## Problem statement
Across the entries that follow, tally every line holding the word "menudraft" and reply with the count alone.

START Data records

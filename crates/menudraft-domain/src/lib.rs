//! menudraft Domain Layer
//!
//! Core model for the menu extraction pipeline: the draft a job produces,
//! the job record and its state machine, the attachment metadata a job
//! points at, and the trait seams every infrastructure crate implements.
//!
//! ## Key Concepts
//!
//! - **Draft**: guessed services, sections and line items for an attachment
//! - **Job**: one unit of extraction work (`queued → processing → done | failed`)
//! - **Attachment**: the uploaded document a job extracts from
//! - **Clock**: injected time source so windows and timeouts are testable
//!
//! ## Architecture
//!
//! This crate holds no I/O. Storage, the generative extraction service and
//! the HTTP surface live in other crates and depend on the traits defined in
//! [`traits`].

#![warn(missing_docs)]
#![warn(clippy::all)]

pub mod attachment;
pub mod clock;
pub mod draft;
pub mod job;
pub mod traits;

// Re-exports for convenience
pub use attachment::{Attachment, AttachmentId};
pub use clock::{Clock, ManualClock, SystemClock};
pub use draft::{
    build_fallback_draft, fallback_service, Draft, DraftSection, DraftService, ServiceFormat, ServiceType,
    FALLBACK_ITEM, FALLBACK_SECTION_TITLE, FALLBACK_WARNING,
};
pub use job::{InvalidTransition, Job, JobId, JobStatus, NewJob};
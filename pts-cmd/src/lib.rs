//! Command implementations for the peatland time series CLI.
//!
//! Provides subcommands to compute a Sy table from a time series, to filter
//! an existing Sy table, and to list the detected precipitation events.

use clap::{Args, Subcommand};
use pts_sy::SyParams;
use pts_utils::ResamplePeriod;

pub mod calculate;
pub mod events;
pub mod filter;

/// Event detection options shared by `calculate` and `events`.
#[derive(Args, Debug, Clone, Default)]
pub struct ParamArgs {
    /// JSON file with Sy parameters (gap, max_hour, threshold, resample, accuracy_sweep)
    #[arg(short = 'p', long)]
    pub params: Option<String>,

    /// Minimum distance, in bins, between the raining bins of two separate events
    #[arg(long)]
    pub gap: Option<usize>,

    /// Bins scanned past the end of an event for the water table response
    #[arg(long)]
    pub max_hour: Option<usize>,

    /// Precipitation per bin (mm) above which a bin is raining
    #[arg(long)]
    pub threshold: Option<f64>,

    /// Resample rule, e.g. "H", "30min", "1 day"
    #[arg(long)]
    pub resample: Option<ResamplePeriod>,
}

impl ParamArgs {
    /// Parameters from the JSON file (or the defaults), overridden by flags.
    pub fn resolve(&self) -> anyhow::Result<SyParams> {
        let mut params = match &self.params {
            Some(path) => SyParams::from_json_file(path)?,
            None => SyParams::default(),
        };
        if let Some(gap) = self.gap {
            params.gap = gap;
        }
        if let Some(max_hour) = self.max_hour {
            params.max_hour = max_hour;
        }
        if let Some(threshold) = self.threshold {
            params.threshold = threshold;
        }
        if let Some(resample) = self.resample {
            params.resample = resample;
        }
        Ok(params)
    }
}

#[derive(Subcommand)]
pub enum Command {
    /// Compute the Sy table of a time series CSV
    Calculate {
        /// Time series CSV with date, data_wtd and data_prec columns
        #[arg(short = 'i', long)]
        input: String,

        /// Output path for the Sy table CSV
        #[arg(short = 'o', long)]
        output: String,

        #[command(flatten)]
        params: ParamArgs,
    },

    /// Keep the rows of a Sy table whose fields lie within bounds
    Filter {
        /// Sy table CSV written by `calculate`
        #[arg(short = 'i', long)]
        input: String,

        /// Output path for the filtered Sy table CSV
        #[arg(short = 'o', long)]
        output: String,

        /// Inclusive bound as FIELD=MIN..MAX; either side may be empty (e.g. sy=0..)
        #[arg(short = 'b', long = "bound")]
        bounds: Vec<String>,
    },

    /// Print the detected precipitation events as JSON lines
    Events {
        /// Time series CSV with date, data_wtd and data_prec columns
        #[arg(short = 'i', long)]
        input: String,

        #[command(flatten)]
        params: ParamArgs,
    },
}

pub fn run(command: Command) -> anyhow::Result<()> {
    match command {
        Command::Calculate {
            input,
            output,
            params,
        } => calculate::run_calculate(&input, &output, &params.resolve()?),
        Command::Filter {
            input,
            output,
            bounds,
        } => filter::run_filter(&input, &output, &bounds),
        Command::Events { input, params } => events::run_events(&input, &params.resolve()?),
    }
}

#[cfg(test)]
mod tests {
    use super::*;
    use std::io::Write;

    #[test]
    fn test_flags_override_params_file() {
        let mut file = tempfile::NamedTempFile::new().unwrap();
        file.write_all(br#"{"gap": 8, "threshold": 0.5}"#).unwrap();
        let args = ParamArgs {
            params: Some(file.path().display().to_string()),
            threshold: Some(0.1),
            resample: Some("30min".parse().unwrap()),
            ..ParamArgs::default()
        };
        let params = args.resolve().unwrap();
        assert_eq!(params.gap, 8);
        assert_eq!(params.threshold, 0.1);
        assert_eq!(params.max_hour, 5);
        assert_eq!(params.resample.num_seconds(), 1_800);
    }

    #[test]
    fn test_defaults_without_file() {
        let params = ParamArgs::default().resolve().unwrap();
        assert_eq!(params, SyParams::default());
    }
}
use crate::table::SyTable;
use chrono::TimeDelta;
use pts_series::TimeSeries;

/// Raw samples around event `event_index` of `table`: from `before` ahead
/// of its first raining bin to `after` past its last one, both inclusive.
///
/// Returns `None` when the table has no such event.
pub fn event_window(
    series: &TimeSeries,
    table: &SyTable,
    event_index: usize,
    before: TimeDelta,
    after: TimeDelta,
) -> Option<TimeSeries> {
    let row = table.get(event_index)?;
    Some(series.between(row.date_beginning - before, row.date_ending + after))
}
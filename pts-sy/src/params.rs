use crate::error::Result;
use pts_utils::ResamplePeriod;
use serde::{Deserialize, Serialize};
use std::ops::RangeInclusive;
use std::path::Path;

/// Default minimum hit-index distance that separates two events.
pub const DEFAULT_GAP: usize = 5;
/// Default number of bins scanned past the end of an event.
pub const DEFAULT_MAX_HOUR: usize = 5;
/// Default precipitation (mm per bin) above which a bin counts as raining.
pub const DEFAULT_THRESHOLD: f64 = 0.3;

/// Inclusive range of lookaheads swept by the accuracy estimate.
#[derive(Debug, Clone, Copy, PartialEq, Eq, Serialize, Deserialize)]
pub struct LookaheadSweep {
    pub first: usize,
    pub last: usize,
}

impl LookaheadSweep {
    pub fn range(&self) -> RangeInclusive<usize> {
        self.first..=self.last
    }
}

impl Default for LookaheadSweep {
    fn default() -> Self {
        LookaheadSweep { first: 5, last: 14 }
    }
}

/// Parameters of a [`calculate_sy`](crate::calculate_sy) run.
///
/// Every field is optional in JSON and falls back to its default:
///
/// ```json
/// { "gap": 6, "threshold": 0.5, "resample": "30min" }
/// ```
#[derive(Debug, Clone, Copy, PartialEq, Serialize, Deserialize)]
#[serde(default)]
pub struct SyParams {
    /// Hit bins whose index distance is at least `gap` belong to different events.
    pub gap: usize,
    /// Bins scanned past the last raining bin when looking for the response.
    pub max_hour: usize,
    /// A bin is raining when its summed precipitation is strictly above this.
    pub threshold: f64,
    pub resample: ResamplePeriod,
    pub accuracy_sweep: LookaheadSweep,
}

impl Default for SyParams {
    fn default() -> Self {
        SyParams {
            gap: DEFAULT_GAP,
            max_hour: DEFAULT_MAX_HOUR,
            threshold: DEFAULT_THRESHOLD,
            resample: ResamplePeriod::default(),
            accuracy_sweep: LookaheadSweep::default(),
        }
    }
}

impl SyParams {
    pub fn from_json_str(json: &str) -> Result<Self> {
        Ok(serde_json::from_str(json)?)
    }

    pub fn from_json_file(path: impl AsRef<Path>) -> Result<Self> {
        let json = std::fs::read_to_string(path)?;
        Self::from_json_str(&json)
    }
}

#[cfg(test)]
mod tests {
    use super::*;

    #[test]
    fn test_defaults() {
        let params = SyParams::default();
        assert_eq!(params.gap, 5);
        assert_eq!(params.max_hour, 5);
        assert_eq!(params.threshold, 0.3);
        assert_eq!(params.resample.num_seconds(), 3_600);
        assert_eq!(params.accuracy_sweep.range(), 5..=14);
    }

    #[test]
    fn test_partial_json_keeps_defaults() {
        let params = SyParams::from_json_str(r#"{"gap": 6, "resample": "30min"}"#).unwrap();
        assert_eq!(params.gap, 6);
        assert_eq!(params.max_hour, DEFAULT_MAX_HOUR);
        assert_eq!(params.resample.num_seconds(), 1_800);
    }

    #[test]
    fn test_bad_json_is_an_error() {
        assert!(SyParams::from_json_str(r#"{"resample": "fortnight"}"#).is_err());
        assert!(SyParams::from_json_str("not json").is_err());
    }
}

END Data records
START Data records

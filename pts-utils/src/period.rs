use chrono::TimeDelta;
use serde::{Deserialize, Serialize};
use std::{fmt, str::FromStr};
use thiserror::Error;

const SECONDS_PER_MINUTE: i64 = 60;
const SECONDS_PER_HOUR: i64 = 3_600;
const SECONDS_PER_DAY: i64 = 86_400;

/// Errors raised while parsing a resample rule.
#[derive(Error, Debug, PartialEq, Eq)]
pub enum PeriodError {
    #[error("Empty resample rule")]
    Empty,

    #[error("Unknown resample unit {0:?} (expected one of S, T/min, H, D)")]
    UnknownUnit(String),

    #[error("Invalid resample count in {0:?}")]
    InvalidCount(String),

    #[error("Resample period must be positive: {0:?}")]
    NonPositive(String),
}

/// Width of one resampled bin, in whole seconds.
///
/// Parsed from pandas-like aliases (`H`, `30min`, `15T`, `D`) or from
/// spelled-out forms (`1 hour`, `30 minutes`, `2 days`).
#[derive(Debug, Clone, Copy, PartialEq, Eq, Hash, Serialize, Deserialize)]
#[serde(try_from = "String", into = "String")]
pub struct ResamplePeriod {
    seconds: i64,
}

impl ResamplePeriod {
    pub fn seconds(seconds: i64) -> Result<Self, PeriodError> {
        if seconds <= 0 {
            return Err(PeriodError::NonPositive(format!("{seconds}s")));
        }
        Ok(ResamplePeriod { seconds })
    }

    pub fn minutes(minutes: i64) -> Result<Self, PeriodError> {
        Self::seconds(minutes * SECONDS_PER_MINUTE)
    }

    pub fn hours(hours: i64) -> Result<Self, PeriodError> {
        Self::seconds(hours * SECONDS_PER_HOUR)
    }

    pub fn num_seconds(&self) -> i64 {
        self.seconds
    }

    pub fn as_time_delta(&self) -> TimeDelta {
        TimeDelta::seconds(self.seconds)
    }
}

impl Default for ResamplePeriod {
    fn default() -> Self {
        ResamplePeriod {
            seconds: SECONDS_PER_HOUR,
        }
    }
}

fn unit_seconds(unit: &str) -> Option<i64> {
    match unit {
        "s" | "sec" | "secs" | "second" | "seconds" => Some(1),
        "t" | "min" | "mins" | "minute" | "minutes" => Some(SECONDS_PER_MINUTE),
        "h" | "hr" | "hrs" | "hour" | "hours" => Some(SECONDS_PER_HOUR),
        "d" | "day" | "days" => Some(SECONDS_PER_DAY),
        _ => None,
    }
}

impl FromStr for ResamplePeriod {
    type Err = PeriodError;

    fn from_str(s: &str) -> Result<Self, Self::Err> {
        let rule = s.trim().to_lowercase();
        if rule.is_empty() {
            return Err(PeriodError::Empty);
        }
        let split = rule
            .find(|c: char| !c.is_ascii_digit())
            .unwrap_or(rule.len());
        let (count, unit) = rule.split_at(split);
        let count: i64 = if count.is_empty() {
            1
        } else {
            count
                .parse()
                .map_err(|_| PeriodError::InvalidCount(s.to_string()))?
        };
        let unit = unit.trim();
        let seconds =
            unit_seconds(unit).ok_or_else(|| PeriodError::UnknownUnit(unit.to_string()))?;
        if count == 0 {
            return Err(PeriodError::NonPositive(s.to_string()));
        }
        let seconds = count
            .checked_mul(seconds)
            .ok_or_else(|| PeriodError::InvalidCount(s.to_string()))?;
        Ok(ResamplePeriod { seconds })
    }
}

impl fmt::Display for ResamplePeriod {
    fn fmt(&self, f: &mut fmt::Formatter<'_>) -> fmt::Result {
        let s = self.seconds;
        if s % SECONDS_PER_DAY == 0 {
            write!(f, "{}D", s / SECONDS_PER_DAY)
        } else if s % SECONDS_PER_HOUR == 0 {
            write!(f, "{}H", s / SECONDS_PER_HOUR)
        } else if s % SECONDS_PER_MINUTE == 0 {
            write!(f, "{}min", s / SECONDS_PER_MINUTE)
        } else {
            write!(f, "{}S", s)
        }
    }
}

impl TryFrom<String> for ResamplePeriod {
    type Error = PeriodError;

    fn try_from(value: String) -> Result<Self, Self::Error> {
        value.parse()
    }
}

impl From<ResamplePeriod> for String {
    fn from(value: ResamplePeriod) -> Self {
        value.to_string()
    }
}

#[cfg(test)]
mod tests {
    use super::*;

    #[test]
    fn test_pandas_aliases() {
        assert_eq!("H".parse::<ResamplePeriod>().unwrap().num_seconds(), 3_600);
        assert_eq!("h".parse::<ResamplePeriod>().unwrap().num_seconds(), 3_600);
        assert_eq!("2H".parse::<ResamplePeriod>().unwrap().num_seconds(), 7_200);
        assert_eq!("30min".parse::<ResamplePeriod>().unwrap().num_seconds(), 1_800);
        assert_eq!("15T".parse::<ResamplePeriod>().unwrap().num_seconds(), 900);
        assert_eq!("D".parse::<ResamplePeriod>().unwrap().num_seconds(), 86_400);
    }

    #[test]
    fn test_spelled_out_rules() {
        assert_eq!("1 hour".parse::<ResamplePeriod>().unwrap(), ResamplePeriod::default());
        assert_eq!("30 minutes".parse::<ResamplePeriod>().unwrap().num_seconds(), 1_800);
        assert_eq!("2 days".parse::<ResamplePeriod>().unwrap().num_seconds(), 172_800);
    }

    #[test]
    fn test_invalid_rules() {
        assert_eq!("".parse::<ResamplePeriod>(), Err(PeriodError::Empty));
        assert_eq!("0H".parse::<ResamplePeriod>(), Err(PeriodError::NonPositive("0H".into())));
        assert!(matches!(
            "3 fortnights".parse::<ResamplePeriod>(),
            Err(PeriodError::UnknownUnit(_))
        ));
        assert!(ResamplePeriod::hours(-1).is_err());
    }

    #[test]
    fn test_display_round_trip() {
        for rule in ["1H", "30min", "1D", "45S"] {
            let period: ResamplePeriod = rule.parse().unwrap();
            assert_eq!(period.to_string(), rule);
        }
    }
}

END Data records
START Data records

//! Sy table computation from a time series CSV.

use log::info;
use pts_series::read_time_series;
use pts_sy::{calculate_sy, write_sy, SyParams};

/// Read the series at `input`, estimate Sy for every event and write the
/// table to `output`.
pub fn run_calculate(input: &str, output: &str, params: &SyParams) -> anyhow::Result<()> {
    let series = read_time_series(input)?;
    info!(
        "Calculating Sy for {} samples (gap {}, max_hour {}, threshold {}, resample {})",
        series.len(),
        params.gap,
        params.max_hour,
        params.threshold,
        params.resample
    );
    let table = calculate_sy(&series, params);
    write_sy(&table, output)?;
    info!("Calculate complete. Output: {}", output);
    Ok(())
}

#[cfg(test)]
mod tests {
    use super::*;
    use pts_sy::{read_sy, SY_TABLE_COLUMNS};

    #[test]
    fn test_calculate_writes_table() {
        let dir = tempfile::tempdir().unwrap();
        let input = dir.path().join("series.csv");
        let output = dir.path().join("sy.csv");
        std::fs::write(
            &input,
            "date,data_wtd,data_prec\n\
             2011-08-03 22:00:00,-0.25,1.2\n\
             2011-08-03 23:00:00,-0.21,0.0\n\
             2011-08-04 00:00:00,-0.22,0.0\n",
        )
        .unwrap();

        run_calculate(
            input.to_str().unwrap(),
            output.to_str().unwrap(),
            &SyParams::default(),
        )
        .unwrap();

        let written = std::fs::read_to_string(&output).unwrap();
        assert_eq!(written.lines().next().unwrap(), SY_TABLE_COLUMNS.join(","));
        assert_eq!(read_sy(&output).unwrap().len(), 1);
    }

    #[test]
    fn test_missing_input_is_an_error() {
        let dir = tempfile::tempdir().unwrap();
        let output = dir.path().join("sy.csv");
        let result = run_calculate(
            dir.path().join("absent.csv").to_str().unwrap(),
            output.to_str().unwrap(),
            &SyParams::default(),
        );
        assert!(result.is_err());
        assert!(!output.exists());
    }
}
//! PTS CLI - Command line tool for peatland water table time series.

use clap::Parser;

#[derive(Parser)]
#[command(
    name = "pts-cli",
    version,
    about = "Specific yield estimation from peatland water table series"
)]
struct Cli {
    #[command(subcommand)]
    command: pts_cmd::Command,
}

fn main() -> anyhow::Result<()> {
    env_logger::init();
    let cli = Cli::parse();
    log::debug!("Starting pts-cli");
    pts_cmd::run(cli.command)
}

END Data records

## Written solution
2